A similar measure of distance to the centroid was used by Koopmans-van Beinum (1980: 55-62) to investigate the differences in vowel quality in different speaking styles in Dutch. Harmegnies and Poch-Olivé (1992) calculated the Euclidean distances of vowels from schwa (defined as: F1 = 500 Hz, F2 = 1500 Hz) and the centralisation indices as the differences between vowel-schwa distance for a given vowel in laboratory speech, and in spontaneous speech in Spanish. Similarly, Laan (1997) calculated the Euclidean distances of vowels in different speaking styles from “ideal” formant frequencies measured in vowels produced in isolation. A slight drawback of our approach may be the use of a common centroid for all female / male speakers rather than using speaker-specific centroids. Unfortunately, the available recordings (both spontaneous speech and read text; for details see Chapter 2) were not specifically designed for investigations of speakers’ vowel systems, and any efforts to collect representative sample from these recordings were expected to provide rather unreliable results. We assumed, however, that the possible inaccuracies in centroid position were not very large, and this simplification should be appropriate for the purpose of comparing distances between the successive mentions of words, rather than using their absolute values to compare between speakers. Moreover, as mentioned above, all vowels with a distance to the centroid less than 1 Bark, which were at most risk to present misleading values of distance to the centroid, were excluded from the analyses.

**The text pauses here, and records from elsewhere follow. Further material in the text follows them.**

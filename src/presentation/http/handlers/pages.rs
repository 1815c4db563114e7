//! One request per page: each returns everything the page renders.

use crate::{
    application::social::dto::LikeStatus,
    domain::{
        media::entity::{FileType, MediaItem, MediaStats},
        preferences::quote::{DailyQuote, quote_for_day},
        social::comment::Comment,
    },
    presentation::http::{
        errors::AppError,
        handlers::{media::MediaQuery, social::viewer_identity},
        middleware::{user::MaybeUser, visitor::VisitorId},
        state::AppState,
    },
};
use axum::{
    Json,
    extract::{Path, Query, State},
};
use chrono::Utc;
use serde::Serialize;
use uuid::Uuid;

#[derive(Debug, Serialize)]
pub struct HomePage {
    pub media: Vec<MediaItem>,
    /// Counts over all posts, regardless of the filter.
    pub stats: MediaStats,
    pub filter: Option<FileType>,
    pub quote: DailyQuote,
}

#[derive(Debug, Serialize)]
pub struct MediaDetailPage {
    pub media: MediaItem,
    pub likes: LikeStatus,
    pub comments: Vec<Comment>,
}

pub async fn home(
    State(state): State<AppState>,
    Query(query): Query<MediaQuery>,
) -> Result<Json<HomePage>, AppError> {
    let filter = query.filter()?;
    let all = state.media.list(None).await?;
    let stats = MediaStats::from_items(&all);
    let media = match filter {
        Some(ft) => all.into_iter().filter(|m| m.file_type == ft).collect(),
        None => all,
    };

    Ok(Json(HomePage {
        media,
        stats,
        filter,
        quote: quote_for_day(Utc::now().date_naive()),
    }))
}

pub async fn media_detail(
    State(state): State<AppState>,
    Path(id): Path<Uuid>,
    user: MaybeUser,
    visitor: VisitorId,
) -> Result<Json<MediaDetailPage>, AppError> {
    let viewer = viewer_identity(&user, visitor);
    let (media, likes, comments) = tokio::try_join!(
        state.media.get(id),
        state.social.like_status(id, viewer),
        state.social.get_comments(id),
    )?;

    Ok(Json(MediaDetailPage {
        media,
        likes,
        comments,
    }))
}
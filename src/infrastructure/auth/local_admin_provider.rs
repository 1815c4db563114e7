use crate::domain::{
    auth::{
        entity::{AuthSession, AuthUser, AuthorizedEmail},
        provider::AuthProvider,
    },
    errors::DomainError,
};
use async_trait::async_trait;
use jsonwebtoken::{DecodingKey, EncodingKey, Header, Validation, decode, encode};
use serde::{Deserialize, Serialize};
use std::{collections::HashMap, sync::Mutex};
use tracing::{info, instrument};
use uuid::Uuid;

const TOKEN_TTL_HOURS: i64 = 24;

#[derive(Debug, Clone, Serialize, Deserialize)]
pub struct AdminClaims {
    pub sub: String,
    pub email: String,
    pub exp: usize,
}

/// Single admin account backed by a bcrypt hash and HS256 tokens.
pub struct LocalAdminAuthProvider {
    admin_id: Uuid,
    admin_email: AuthorizedEmail,
    password_hash: String,
    jwt_secret: String,
    /// Signed-out tokens and their expiry.
    revoked: Mutex<HashMap<String, usize>>,
}

impl LocalAdminAuthProvider {
    pub fn new(admin_email: &str, password_hash: String, jwt_secret: String) -> Self {
        Self {
            admin_id: Uuid::now_v7(),
            admin_email: AuthorizedEmail::new(admin_email),
            password_hash,
            jwt_secret,
            revoked: Mutex::new(HashMap::new()),
        }
    }

    fn decode_claims(&self, token: &str) -> Option<AdminClaims> {
        decode::<AdminClaims>(
            token,
            &DecodingKey::from_secret(self.jwt_secret.as_bytes()),
            &Validation::default(),
        )
        .ok()
        .map(|d| d.claims)
    }

    fn is_revoked(&self, token: &str) -> bool {
        self.revoked
            .lock()
            .map(|revoked| revoked.contains_key(token))
            .unwrap_or(true)
    }
}

#[async_trait]
impl AuthProvider for LocalAdminAuthProvider {
    #[instrument(skip(self, password))]
    async fn sign_in_with_password(
        &self,
        email: &str,
        password: &str,
    ) -> Result<AuthSession, DomainError> {
        if !self.admin_email.matches(email) {
            return Err(DomainError::Forbidden("Invalid credentials".into()));
        }

        let valid = bcrypt::verify(password, &self.password_hash)
            .map_err(|e| DomainError::InfrastructureError(format!("password check: {}", e)))?;
        if !valid {
            return Err(DomainError::Forbidden("Invalid credentials".into()));
        }

        let exp = (chrono::Utc::now() + chrono::Duration::hours(TOKEN_TTL_HOURS)).timestamp() as usize;
        let claims = AdminClaims {
            sub: self.admin_id.to_string(),
            email: self.admin_email.as_str().to_string(),
            exp,
        };
        let token = encode(
            &Header::default(),
            &claims,
            &EncodingKey::from_secret(self.jwt_secret.as_bytes()),
        )
        .map_err(|e| DomainError::InfrastructureError(format!("token generation: {}", e)))?;

        info!("Admin login successful");
        Ok(AuthSession {
            access_token: token,
            token_type: "bearer".into(),
            expires_in: TOKEN_TTL_HOURS * 3600,
            user: AuthUser {
                id: self.admin_id,
                email: claims.email,
            },
        })
    }

    async fn sign_out(&self, access_token: &str) -> Result<(), DomainError> {
        let Some(claims) = self.decode_claims(access_token) else {
            return Ok(());
        };
        let now = chrono::Utc::now().timestamp() as usize;
        let mut revoked = self
            .revoked
            .lock()
            .map_err(|_| DomainError::InfrastructureError("revocation list poisoned".into()))?;
        revoked.retain(|_, exp| *exp > now);
        revoked.insert(access_token.to_string(), claims.exp);
        Ok(())
    }

    async fn get_user(&self, access_token: &str) -> Result<Option<AuthUser>, DomainError> {
        if self.is_revoked(access_token) {
            return Ok(None);
        }
        Ok(self.decode_claims(access_token).and_then(|claims| {
            Some(AuthUser {
                id: claims.sub.parse().ok()?,
                email: claims.email,
            })
        }))
    }
}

Apart from the measures directly concerning the observed word tokens, we calculated the local articulation rate in the speech fragment surrounding the observed word (approximately 1 second on each side). The value was determined as the number of syllables divided by clean speech duration in seconds, in the speech fragment excluding the observed content word. The procedure was comparable43 to that used in the previous chapter investigating the realisations of English function words (see Section 3.2.3.4 for details).